SAN FRANCISCO, Calif. -- Google, Twitter and the Chan Zuckerburg Biohub are among more than 30 leading tech companies in San Francisco and Silicon Valley that are hosting emerging women leaders in science and technology from 20 countries for an intensive program of mentoring and professional exchange this month. Out of more than nearly 4,000 applicants, 100 women from Africa, Central and South Asia and the Middle East have been selected to come to the United States to participate in TechWomen, a five-week program that empowers and connects emerging women leaders to create positive impact in their fields and their societies. TechWomen, launched in 2011 by the U.S. Department of State’s Bureau of Educational and Cultural Affairs (ECA), is managed by the Institute of International Education (IIE).
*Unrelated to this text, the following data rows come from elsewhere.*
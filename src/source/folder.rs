/// Folder source
///
/// Every sub-folder of the root is one tab, named after the folder.
/// Photos inside are ordered by file name.
use std::path::{Path, PathBuf};

use walkdir::WalkDir;

use crate::error::{GalleryError, Result};
use crate::state::data::{Collection, Collections, ImageRecord};

/// Supported image file extensions
const IMAGE_EXTENSIONS: [&str; 5] = ["jpg", "jpeg", "png", "webp", "gif"];

/// Scan `root` on a blocking thread
pub async fn load(root: PathBuf) -> Result<Collections> {
    tokio::task::spawn_blocking(move || load_blocking(&root)).await?
}

fn load_blocking(root: &Path) -> Result<Collections> {
    log::info!("🔍 Scanning folder: {}", root.display());

    let mut folders: Vec<PathBuf> = std::fs::read_dir(root)?
        .filter_map(|e| e.ok())
        .map(|e| e.path())
        .filter(|p| p.is_dir())
        .collect();
    folders.sort();

    let mut collections = Vec::new();
    for folder in folders {
        let name = folder
            .file_name()
            .unwrap_or_default()
            .to_string_lossy()
            .to_string();
        let images = scan_images(&folder);
        log::info!("📁 {}: {} photos", name, images.len());
        collections.push(Collection::new(name, images));
    }

    if collections.is_empty() {
        return Err(GalleryError::EmptySource(root.display().to_string()));
    }
    Collections::new(collections)
}

fn scan_images(folder: &Path) -> Vec<ImageRecord> {
    let paths = WalkDir::new(folder)
        .follow_links(true)
        .sort_by_file_name()
        .into_iter()
        .filter_map(|e| e.ok())
        .map(|e| e.into_path())
        .filter(|p| p.is_file() && is_image(p));

    paths
        .enumerate()
        .map(|(id, path)| {
            let url = path.to_string_lossy().to_string();
            let (width, height) = match image::image_dimensions(&path) {
                Ok((w, h)) => (Some(w), Some(h)),
                Err(e) => {
                    log::warn!("⚠️  Could not read dimensions of {}: {}", path.display(), e);
                    (None, None)
                }
            };
            ImageRecord {
                id,
                source_url: url.clone(),
                display_url: url,
                alt_text: path
                    .file_stem()
                    .map(|s| s.to_string_lossy().to_string())
                    .unwrap_or_default(),
                width,
                height,
            }
        })
        .collect()
}

fn is_image(path: &Path) -> bool {
    path.extension()
        .map(|ext| ext.to_string_lossy().to_lowercase())
        .is_some_and(|ext| IMAGE_EXTENSIONS.contains(&ext.as_str()))
}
Emerging Leaders are selected to participate in TechWomen based on educational and professional accomplishments, as well as potential and commitment to inspire and support girls in STEM. IIE has matched Emerging Leaders with mentors from 32 Silicon Valley and Greater San Francisco Bay Area companies based on each Emerging Leader’s background and goals.
The emerging women leaders will work in projects at their host companies and attend workshops with program partners to develop projects that address socioeconomic issues back home in their communities.
More than half of this year’s 100 TechWomen Emerging Leaders have an advanced degree, and 14 are chief executive officers or founders of a company. They are leaders in the fields of science, technology, engineering and mathematics (STEM), hailing from Algeria, Cameroon, Egypt, Jordan, Kazakhstan, Kenya, Kyrgyzstan, Lebanon, Morocco, Nigeria, the Palestinian Territories, Rwanda, Sierra Leone, South Africa, Tajikistan, Tunisia, Turkmenistan, Uzbekistan and Zimbabwe. For the first time in the program’s seven-year history, women from Pakistan will also participate. Profiles of all 100 TechWomen Emerging Leaders are available at techwomen.org.
These inspiring women include:
- Tech evangelist Carolyn Seaman of Nigeria, who created Girls Voices Initiative, an organization that teaches digital literacy and empowerment skills to women and young girls and facilitates their creation of technology applications and resources. Carolyn will be hosted at Disney.
- Makhliyo Normatova of Tajikistan, who is engaged in cutting-edge research at the Medical Genetic Centre, seeking cures for cancer and genetic diseases. She will be mentored at Illumina.
- Noha Elkattan of Egypt, who founded WriteIT, a technical content production company for small businesses. Noha will be mentored at GoDaddy.
- Maya Itani, an instructor and expert mentor in robotics, who supports students to develop robotics project to solve real-life problems. She will be hosted at NASA Ames Research Center.
The 2017 companies include: Adobe, Autodesk, BigCommerce, Cahill Contractors Inc., Chan Zuckerberg Biohub, Disney, Draper University, Ericsson, Fitbit, GoDaddy, Goo
gle, Illumina, Juniper Networks, Lawrence Berkeley National Laboratory, LinkedIn, Lumos Labs, Mozilla, NASA Ames Research Center, Northgate Environmental Management, Pacific Gas & Electric Company, PayPal, Prysm, Qualco mm, Salesforce.com, San Francisco Department of the Environment, San Francisco Public Utilities Commission, SunPower, Symantec, Synopsys, Twitter, Unity and Veritas.
“TechWomen provides me with the necessary tools and methods to become a better entrepreneur, as well as creating an opportunity for me to learn from some of the world's most successful companies,” said Aseel AlMusa of Jordan. Aseel is a serial entrepreneur, currently serving as CEO of Adamtech Limited, an incubator for small businesses, and will be hosted at LinkedIn. “After the TechWomen experience, I want to use the knowledge I learned to help the start-up companies in my country thrive and reach their optimum levels. This will help to create new job opportunities in my community.”